It wasn’t a misplaced semicolon or a broken API. It was the question of how to protect data without ever decrypting it. The deeper we looked, the clearer it became: homomorphic encryption wasn’t a footnote—it was the contract. And the amendment had to make it bulletproof.
Homomorphic encryption allows computation on encrypted data without revealing the plaintext. For a contract amendment, that means sensitive inputs—financials, personal identifiers, proprietary models—stay encrypted at every stage, including audits, compliance checks, and automated execution. No party in the agreement ever needs the raw data. Every calculation is legal, verifiable, and mathematically sealed.

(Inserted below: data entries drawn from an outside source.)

// Copyright 2026 Phillip Cloud
// Licensed under the Apache License, Version 2.0

use serde::{Deserialize, Serialize};
use time::OffsetDateTime;

#[derive(Debug, Clone, Copy, PartialEq, Eq, PartialOrd, Ord, Hash, Serialize, Deserialize)]
#[serde(transparent)]
pub struct RecordId(i64);

impl RecordId {
    pub const fn new(value: i64) -> Self {
        Self(value)
    }

    pub const fn get(self) -> i64 {
        self.0
    }

    /// Millisecond timestamp of `now`, bumped past every id in `existing` so
    /// two records created within the same millisecond never collide.
    pub fn generate<I>(now: OffsetDateTime, existing: I) -> Self
    where
        I: IntoIterator<Item = RecordId>,
    {
        let millis = i64::try_from(now.unix_timestamp_nanos() / 1_000_000).unwrap_or(i64::MAX);
        let floor = existing
            .into_iter()
            .map(|id| id.0.saturating_add(1))
            .max()
            .unwrap_or(i64::MIN);
        Self(millis.max(floor))
    }
}

impl From<i64> for RecordId {
    fn from(value: i64) -> Self {
        Self(value)
    }
}

impl std::fmt::Display for RecordId {
    fn fmt(&self, f: &mut std::fmt::Formatter<'_>) -> std::fmt::Result {
        write!(f, "{}", self.0)
    }
}

#[cfg(test)]
mod tests {
    use super::RecordId;
    use time::macros::datetime;

    #[test]
    fn generate_uses_millisecond_clock() {
        let now = datetime!(2024-08-12 10:00:00 UTC);
        let id = RecordId::generate(now, []);
        assert_eq!(id.get(), 1_723_456_800_000);
    }

    #[test]
    fn generate_skips_past_existing_ids() {
        let now = datetime!(2024-08-12 10:00:00 UTC);
        let taken = RecordId::new(1_723_456_800_000);
        let id = RecordId::generate(now, [RecordId::new(1), taken]);
        assert_eq!(id.get(), taken.get() + 1);
    }
}
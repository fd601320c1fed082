// Copyright 2026 Phillip Cloud
// Licensed under the Apache License, Version 2.0

use std::collections::BTreeMap;
use tracing::debug;

use crate::table::Table;
use crate::{CellValue, ColumnDef, ColumnType, Record, display_date};

/// Several columns filtered as one: a needle matches when any member
/// contains it.
#[derive(Debug, Clone, PartialEq, Eq)]
pub struct ColumnGroup {
    pub key: String,
    pub label: String,
    pub members: Vec<String>,
}

#[derive(Debug, Clone, Copy, PartialEq, Eq, Default)]
pub enum TriState {
    #[default]
    All,
    Yes,
    No,
}

impl TriState {
    pub const fn label(self) -> &'static str {
        match self {
            Self::All => "all",
            Self::Yes => "yes",
            Self::No => "no",
        }
    }

    pub const fn next(self) -> Self {
        match self {
            Self::All => Self::Yes,
            Self::Yes => Self::No,
            Self::No => Self::All,
        }
    }

    fn admits(self, value: bool) -> bool {
        match self {
            Self::All => true,
            Self::Yes => value,
            Self::No => !value,
        }
    }
}

#[derive(Debug, Clone, PartialEq, Eq)]
pub enum FilterValue {
    /// Case-insensitive substring.
    Contains(String),
    /// Exact match against one of a select column's options.
    Equals(String),
    Flag(TriState),
}

impl FilterValue {
    /// Blank filter of the kind that suits `column`.
    pub fn blank_for(column: &ColumnDef) -> Self {
        match column.column_type {
            ColumnType::Boolean => Self::Flag(TriState::All),
            ColumnType::Select => Self::Equals(String::new()),
            ColumnType::Text | ColumnType::Textarea | ColumnType::Date => {
                Self::Contains(String::new())
            }
        }
    }

    pub fn is_active(&self) -> bool {
        match self {
            Self::Contains(needle) | Self::Equals(needle) => !needle.is_empty(),
            Self::Flag(state) => *state != TriState::All,
        }
    }

    pub fn display(&self) -> String {
        match self {
            Self::Contains(needle) | Self::Equals(needle) => needle.clone(),
            Self::Flag(state) => state.label().to_owned(),
        }
    }
}

/// Current filter criteria for one table. Keys are column keys or column
/// group keys; an inactive value matches everything.
#[derive(Debug, Clone, PartialEq, Eq, Default)]
pub struct FilterSet {
    global: String,
    values: BTreeMap<String, FilterValue>,
}

impl FilterSet {
    pub fn new() -> Self {
        Self::default()
    }

    pub fn global(&self) -> &str {
        &self.global
    }

    pub fn set_global(&mut self, needle: impl Into<String>) {
        self.global = needle.into();
    }

    pub fn get(&self, key: &str) -> Option<&FilterValue> {
        self.values.get(key)
    }

    pub fn set(&mut self, key: impl Into<String>, value: FilterValue) {
        self.values.insert(key.into(), value);
    }

    pub fn set_contains(&mut self, key: impl Into<String>, needle: impl Into<String>) {
        self.set(key, FilterValue::Contains(needle.into()));
    }

    pub fn set_equals(&mut self, key: impl Into<String>, option: impl Into<String>) {
        self.set(key, FilterValue::Equals(option.into()));
    }

    pub fn set_flag(&mut self, key: impl Into<String>, state: TriState) {
        self.set(key, FilterValue::Flag(state));
    }

    pub fn clear(&mut self, key: &str) {
        self.values.remove(key);
    }

    pub fn clear_all(&mut self) {
        self.global.clear();
        self.values.clear();
    }

    pub fn is_empty(&self) -> bool {
        self.global.is_empty() && !self.values.values().any(FilterValue::is_active)
    }

    pub fn active_count(&self) -> usize {
        usize::from(!self.global.is_empty())
            + self
                .values
                .values()
                .filter(|value| value.is_active())
                .count()
    }

    /// Drops criteria whose column or group no longer exists.
    pub fn retain_known(&mut self, table: &Table) {
        self.values
            .retain(|key, _| table.column(key).is_some() || table.group(key).is_some());
    }

    pub fn matches(&self, table: &Table, record: &Record) -> bool {
        if !self.global.is_empty() && !matches_global(table, record, &self.global) {
            return false;
        }
        self.values
            .iter()
            .filter(|(_, value)| value.is_active())
            .all(|(key, value)| matches_value(table, record, key, value))
    }

    /// Visible subset of `table`, in store order.
    pub fn apply<'a>(&self, table: &'a Table) -> Vec<&'a Record> {
        let visible = table
            .records()
            .iter()
            .filter(|record| self.matches(table, record))
            .collect::<Vec<_>>();
        debug!(
            table = table.kind().as_str(),
            total = table.len(),
            visible = visible.len(),
            "filter applied"
        );
        visible
    }
}

fn matches_value(table: &Table, record: &Record, key: &str, value: &FilterValue) -> bool {
    if let Some(group) = table.group(key) {
        let (FilterValue::Contains(needle) | FilterValue::Equals(needle)) = value else {
            return true;
        };
        let needle = needle.to_lowercase();
        return group
            .members
            .iter()
            .any(|member| contains_ci(record.text(member), &needle));
    }

    let Some(column) = table.column(key) else {
        return true;
    };
    match (value, table.value(record, key)) {
        (FilterValue::Flag(state), CellValue::Bool(flag)) => state.admits(flag),
        (FilterValue::Flag(state), CellValue::Text(_)) => state.admits(false),
        (FilterValue::Contains(needle), cell) => {
            text_matches(column, &cell.display(), &needle.to_lowercase())
        }
        (FilterValue::Equals(option), cell) => cell.display() == *option,
    }
}

fn matches_global(table: &Table, record: &Record, needle: &str) -> bool {
    let needle = needle.to_lowercase();
    table.columns().iter().any(|column| {
        matches!(
            table.value(record, &column.key),
            CellValue::Text(ref text) if text_matches(column, text, &needle)
        )
    })
}

/// Date cells match on both the stored `YYYY-MM-DD` and the rendered form.
fn text_matches(column: &ColumnDef, text: &str, lowered_needle: &str) -> bool {
    contains_ci(text, lowered_needle)
        || (column.column_type == ColumnType::Date
            && contains_ci(&display_date(text), lowered_needle))
}

fn contains_ci(haystack: &str, lowered_needle: &str) -> bool {
    haystack.to_lowercase().contains(lowered_needle)
}

#[cfg(test)]
mod tests {
    use super::{FilterSet, FilterValue, TriState};
    use crate::forms::ColumnFormInput;
    use crate::table::Table;
    use crate::{CellValue, ColumnDef, ColumnType, TableKind};
    use anyhow::Result;
    use std::collections::BTreeMap;
    use time::macros::datetime;

    fn clients_with_acme() -> Table {
        let adib = crate::Record::new(crate::RecordId::new(1))
            .with_field("clientName", CellValue::text("ADIB"))
            .with_field("agentsProposed", CellValue::text("CxO Concierge"))
            .with_field("lastMeetingDate", CellValue::text("2024-08-12"));
        let mut table = Table::new(
            TableKind::Clients,
            crate::defaults::default_columns(TableKind::Clients),
            vec![adib],
        );
        let values = BTreeMap::from([
            ("clientName".to_owned(), CellValue::text("Acme")),
            ("agentsProposed".to_owned(), CellValue::text("PFM")),
            ("lastMeetingDate".to_owned(), CellValue::text("2024-09-01")),
        ]);
        table.create(&values, datetime!(2024-09-01 12:00:00 UTC));
        table
    }

    fn names<'a>(records: &[&'a crate::Record], key: &str) -> Vec<&'a str> {
        records.iter().copied().map(|record| record.text(key)).collect()
    }

    #[test]
    fn empty_filter_returns_everything_in_order() {
        let table = Table::with_defaults(TableKind::Resources);
        let filters = FilterSet::new();
        assert!(filters.is_empty());

        let visible = filters.apply(&table);
        let all = table.records().iter().collect::<Vec<_>>();
        assert_eq!(visible, all);
    }

    #[test]
    fn client_name_and_agents_filters_are_case_insensitive() {
        let table = clients_with_acme();

        let mut by_name = FilterSet::new();
        by_name.set_contains("clientName", "ad");
        assert_eq!(names(&by_name.apply(&table), "clientName"), vec!["ADIB"]);

        let mut by_agents = FilterSet::new();
        by_agents.set_contains("agentsProposed", "pfm");
        assert_eq!(names(&by_agents.apply(&table), "clientName"), vec!["Acme"]);
    }

    #[test]
    fn substring_filter_matches_exactly_the_containing_records() {
        let table = Table::with_defaults(TableKind::Resources);
        for needle in ["eng", "ENGINEER", "data", "zzz", "a"] {
            let mut filters = FilterSet::new();
            filters.set_contains("role", needle);
            let visible = filters.apply(&table);
            for record in table.records() {
                let expected = record
                    .text("role")
                    .to_lowercase()
                    .contains(&needle.to_lowercase());
                assert_eq!(
                    visible.iter().any(|shown| shown.id == record.id),
                    expected,
                    "needle {needle:?} record {}",
                    record.text("fullName")
                );
            }
        }
    }

    #[test]
    fn criteria_combine_with_and() {
        let table = Table::with_defaults(TableKind::Resources);
        let mut filters = FilterSet::new();
        filters.set_equals("stream", "Engineering");
        filters.set_contains("role", "data");

        let visible = filters.apply(&table);
        assert!(!visible.is_empty());
        assert!(visible.iter().all(|record| {
            record.text("stream") == "Engineering"
                && record.text("role").to_lowercase().contains("data")
        }));
        assert_eq!(filters.active_count(), 2);
    }

    #[test]
    fn select_filter_requires_exact_option() {
        let table = Table::with_defaults(TableKind::Resources);
        let mut filters = FilterSet::new();
        filters.set_equals("stream", "Engineer");
        assert!(filters.apply(&table).is_empty());
    }

    #[test]
    fn tri_state_boolean_filter() -> Result<()> {
        let mut table = Table::with_defaults(TableKind::Agents);
        table.add_column(&ColumnFormInput::new("Priority", ColumnType::Boolean))?;
        let column = table.column("priority").expect("added").clone();
        assert_eq!(
            FilterValue::blank_for(&column),
            FilterValue::Flag(TriState::All)
        );

        let mut filters = FilterSet::new();
        filters.set_flag("priority", TriState::No);
        assert_eq!(filters.apply(&table).len(), 4);
        filters.set_flag("priority", TriState::Yes);
        assert!(filters.apply(&table).is_empty());

        filters.set_flag("priority", TriState::All);
        filters.set_flag("demoReady", TriState::Yes);
        assert_eq!(
            names(&filters.apply(&table), "agentName"),
            vec![
                "CxO Concierge",
                "Personal Finance Assistant",
                "RM Wealth Assistant"
            ]
        );
        Ok(())
    }

    #[test]
    fn project_group_matches_any_member() -> Result<()> {
        let mut table = Table::with_defaults(TableKind::Resources);
        let mut second = table.records()[1].clone();
        second.set("project3", CellValue::text("Project Beta"));
        table.update(&second)?;

        let mut filters = FilterSet::new();
        filters.set_contains("project", "beta");
        let visible = filters.apply(&table);
        assert_eq!(visible.len(), 1);
        assert_eq!(visible[0].id, second.id);
        Ok(())
    }

    #[test]
    fn global_filter_searches_every_text_field() {
        let table = Table::with_defaults(TableKind::Agents);
        let mut filters = FilterSet::new();
        filters.set_global("integration");
        assert_eq!(
            names(&filters.apply(&table), "agentName"),
            vec!["CFO Earnings Analyst"]
        );

        filters.set_global("yes");
        assert!(filters.apply(&table).is_empty());
    }

    #[test]
    fn criteria_for_deleted_columns_are_ignored_and_pruned() -> Result<()> {
        let mut table = Table::with_defaults(TableKind::Agents);
        let mut filters = FilterSet::new();
        filters.set_contains("dependencies", "pending");
        assert_eq!(filters.apply(&table).len(), 1);

        table.delete_column("dependencies")?;
        assert_eq!(filters.apply(&table).len(), 4);
        filters.retain_known(&table);
        assert!(filters.get("dependencies").is_none());
        Ok(())
    }

    #[test]
    fn date_columns_filter_by_substring() {
        let columns = vec![ColumnDef::new("met", "Met", ColumnType::Date)];
        let mut table = Table::new(TableKind::Clients, columns, Vec::new());
        let now = datetime!(2024-01-01 00:00:00 UTC);
        for date in ["2024-08-12", "2023-02-01"] {
            table.create(
                &BTreeMap::from([("met".to_owned(), CellValue::text(date))]),
                now,
            );
        }
        let mut filters = FilterSet::new();
        filters.set_contains("met", "2024-");
        assert_eq!(names(&filters.apply(&table), "met"), vec!["2024-08-12"]);
    }

    #[test]
    fn date_columns_also_match_the_rendered_date() {
        let table = clients_with_acme();
        let mut filters = FilterSet::new();
        filters.set_contains("lastMeetingDate", "aug");
        assert_eq!(names(&filters.apply(&table), "clientName"), vec!["ADIB"]);

        filters.set_contains("lastMeetingDate", "sep 1,");
        assert_eq!(names(&filters.apply(&table), "clientName"), vec!["Acme"]);

        let mut global = FilterSet::new();
        global.set_global("aug 12");
        assert_eq!(names(&global.apply(&table), "clientName"), vec!["ADIB"]);
    }
}
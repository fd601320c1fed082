// Copyright 2026 Phillip Cloud
// Licensed under the Apache License, Version 2.0

pub mod defaults;
pub mod filter;
pub mod forms;
pub mod ids;
pub mod model;
pub mod session;
pub mod state;
pub mod table;

pub use filter::*;
pub use forms::*;
pub use ids::*;
pub use model::*;
pub use session::*;
pub use state::*;
pub use table::*;
//! Infrastructure layer: storage, queue transport, consumer, orchestration,
//! configuration.

pub mod config;
pub mod consumer;
pub mod db;
pub mod http;
pub mod orchestrator;
pub mod publisher;
pub mod queue;
pub mod repository;
pub mod shutdown;

pub use consumer::{ConsumerConfig, ConsumerReport, Disposition, QueueConsumer};
pub use orchestrator::ProductOrchestrator;
pub use publisher::{EventPublisher, PublishError, QueuePublisher};
pub use queue::SqsQueue;
pub use repository::{
    InMemoryProductRepository, PostgresProductRepository, ProductRepository, ProductTransaction,
};
pub use shutdown::Shutdown;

The amendment process starts with scope. Define exactly which fields or datasets will use homomorphic encryption. This isn’t just encryption-at-rest or in-transit; the amendment must clarify that computation itself happens in the encrypted domain. That ensures clauses around performance metrics, payment triggers, or regulatory thresholds never risk exposure.
Next comes algorithm specification. Add language naming the encryption scheme—CKKS, BFV, or others—along with parameter sizes, key management workflows, and re-encryption policies. Avoid vague language; contracts that say “sufficient encryption” invite disputes. The amendment must detail cryptographic strength in years of estimated security against current and projected computational resources.